Betsy the Quilter said:


> Secret Mission is free this morning (I hadn't tried it earlier, so don't know if it was free then.) The link VictoriaP listed shows the Mother Day's sale is still on and that Secret Mission is .99, but says "Play Now" instead of "Buy It." When I clicked on it, it was free!
> 
> Betsy


That's the trial version. You'll get a chapter or two in, then it'll ask if you want to purchase. But if the sale is still on, it's worth .99 to get it. It's a little short in my opinion, I'd have been ticked if I'd paid full price for it.

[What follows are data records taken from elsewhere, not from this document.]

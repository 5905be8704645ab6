//! Core battle engine for a Gen III singles Battle Factory simulator.
//!
//! Given two rental teams and one action per side per turn, the engine
//! determines order, resolves each move through a staged, compile-time
//! validated effect pipeline, applies held-item hooks at stage boundaries,
//! and reports the battle outcome.
//!
//! # Architecture
//!
//! - [`state`] — the four battle-state domains (field, side, slot, mon)
//!   owned by a single arena, plus the cached active-mon views.
//! - [`calc`] — pure Gen III kernels: stats, stages, accuracy, crits,
//!   damage, speed.
//! - [`dsl`] — the type-state pipeline: ops declare domain masks and
//!   stage pairs, and illegal compositions fail to compile.
//! - [`ops`] / [`effects`] — the atomic operations and the named
//!   compositions the effect registry dispatches to.
//! - [`items`] — held-item hooks fired at stage and turn boundaries.
//! - [`engine`] — the turn orchestrator.
//! - [`setup`] — rental-to-battle expansion.
//! - [`rng`] — the seedable process-wide RNG collaborator.
//!
//! # Determinism
//!
//! With a non-zero seed handed to [`rng::initialize`], the same initial
//! state and action sequence replays bit-identically.
//!
//! ```
//! use factory_engine::engine::{BattleAction, BattleEngine, BattleResult};
//! use factory_engine::items::ItemId;
//! use factory_engine::moves::MoveId;
//! use factory_engine::natures::NatureId;
//! use factory_engine::setup::{EvSpread, Rental};
//! use factory_engine::species::SpeciesId;
//!
//! factory_engine::rng::initialize(0xBA77_1E);
//!
//! let lead = Rental {
//!     species: SpeciesId::Snorlax,
//!     moves: [MoveId::BodySlam, MoveId::Headbutt, MoveId::Earthquake, MoveId::Protect],
//!     held_item: ItemId::Leftovers,
//!     nature: NatureId::Adamant,
//!     ev_spread: EvSpread::HP.union(EvSpread::ATK),
//!     ability_slot: 0,
//! };
//! let foe = Rental {
//!     species: SpeciesId::Starmie,
//!     moves: [MoveId::Surf, MoveId::IceBeam, MoveId::Thunderbolt, MoveId::Recover],
//!     held_item: ItemId::ShellBell,
//!     nature: NatureId::Timid,
//!     ev_spread: EvSpread::SP_ATK.union(EvSpread::SPD),
//!     ability_slot: 1,
//! };
//!
//! let mut battle = BattleEngine::init(&lead, &foe, 50).unwrap();
//! battle
//!     .execute_turn(BattleAction::use_move(0), BattleAction::use_move(0))
//!     .unwrap();
//! assert_eq!(battle.turn(), 1);
//! assert!(matches!(battle.result(), BattleResult::Ongoing | BattleResult::P1Wins));
//! ```

pub mod calc;
pub mod context;
pub mod dsl;
pub mod effects;
pub mod engine;
pub mod error;
pub mod items;
pub mod moves;
pub mod natures;
pub mod ops;
pub mod rng;
pub mod setup;
pub mod species;
pub mod state;
pub mod types;

pub use engine::{BattleAction, BattleEngine, BattleResult};
pub use error::EngineError;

I went back and also picked up Drawn (puzzle adventure) and Empress of the Deep.

Drawn is interesting; puzzles were pretty good ones, but it requires a fair amount of thought and it's dark. Good hint system, but a bit short compared to Amazon/Titantic/Everest/Big City. Still, it's the hardest one I tried this weekend. There are no hidden object scenes in this one.

Empress is a hidden object/puzzle cross. Some of the best hidden object scenes I've seen--they blended the colors gorgeously--and some challenging puzzles. Again, it's dark themed, but I've liked it so far (about 3/4 done), and the graphics are excellent.

If the sale's still on, .99 is a decent deal for either of them. Hubby did the Detective one (Nick something or other) and noticed it was short too. He also bought the Puppet one, that one failed repeatedly with crashes every couple of minutes on an ipad1.

One thing to note--all except the Puppet one work best on a first gen iPad if you clear the multitasking dock before play. Drawn slowed WAY down at one point, unbearably so, until I dumped everything else. The difference was crazy. Empress crashed once; cleared the dock and there were no issues after that.


----------



## kindlemama (Jan 5, 2010)

Cuechick said:


> Thanks! I had the Yard Sale game on my iPhone too and really liked it, then I updated my phone and it went MIA. I am pretty sure I could down load it again. I like The New York Game from Big Fish, that is exactly the type I like, though I wish you could skip the puzzles in between, all of them are okay except for this taxi one you have to make a path for, I have a problem with that one...but overall it is fun and just what I like. Here is a link to the Dream Day First Home... love this game! They also make some others in the series... only a few are in Mac versions. Would love it for the iPad!
> 
> http://www.shinegame.com/games/dream-day-first-home/


I've had the New York game on my iPad for a week or so, but haven't tried it yet. I'll give it a shot. I actually have quite a few Big Fish games I haven't tried (some that I just added yesterday). I played one of their games a while back -- I think it was Amazon -- and I loved the searching parts, but, like you, didin't like the puzzles in between. There were several times I didn't even understand what they were looking for; I ended up having to cheat and Google what I was supposed to do because you can't go forward unless you solve the puzzle. Argh!

I'll check out the Dream Day game too. Thanks!


----------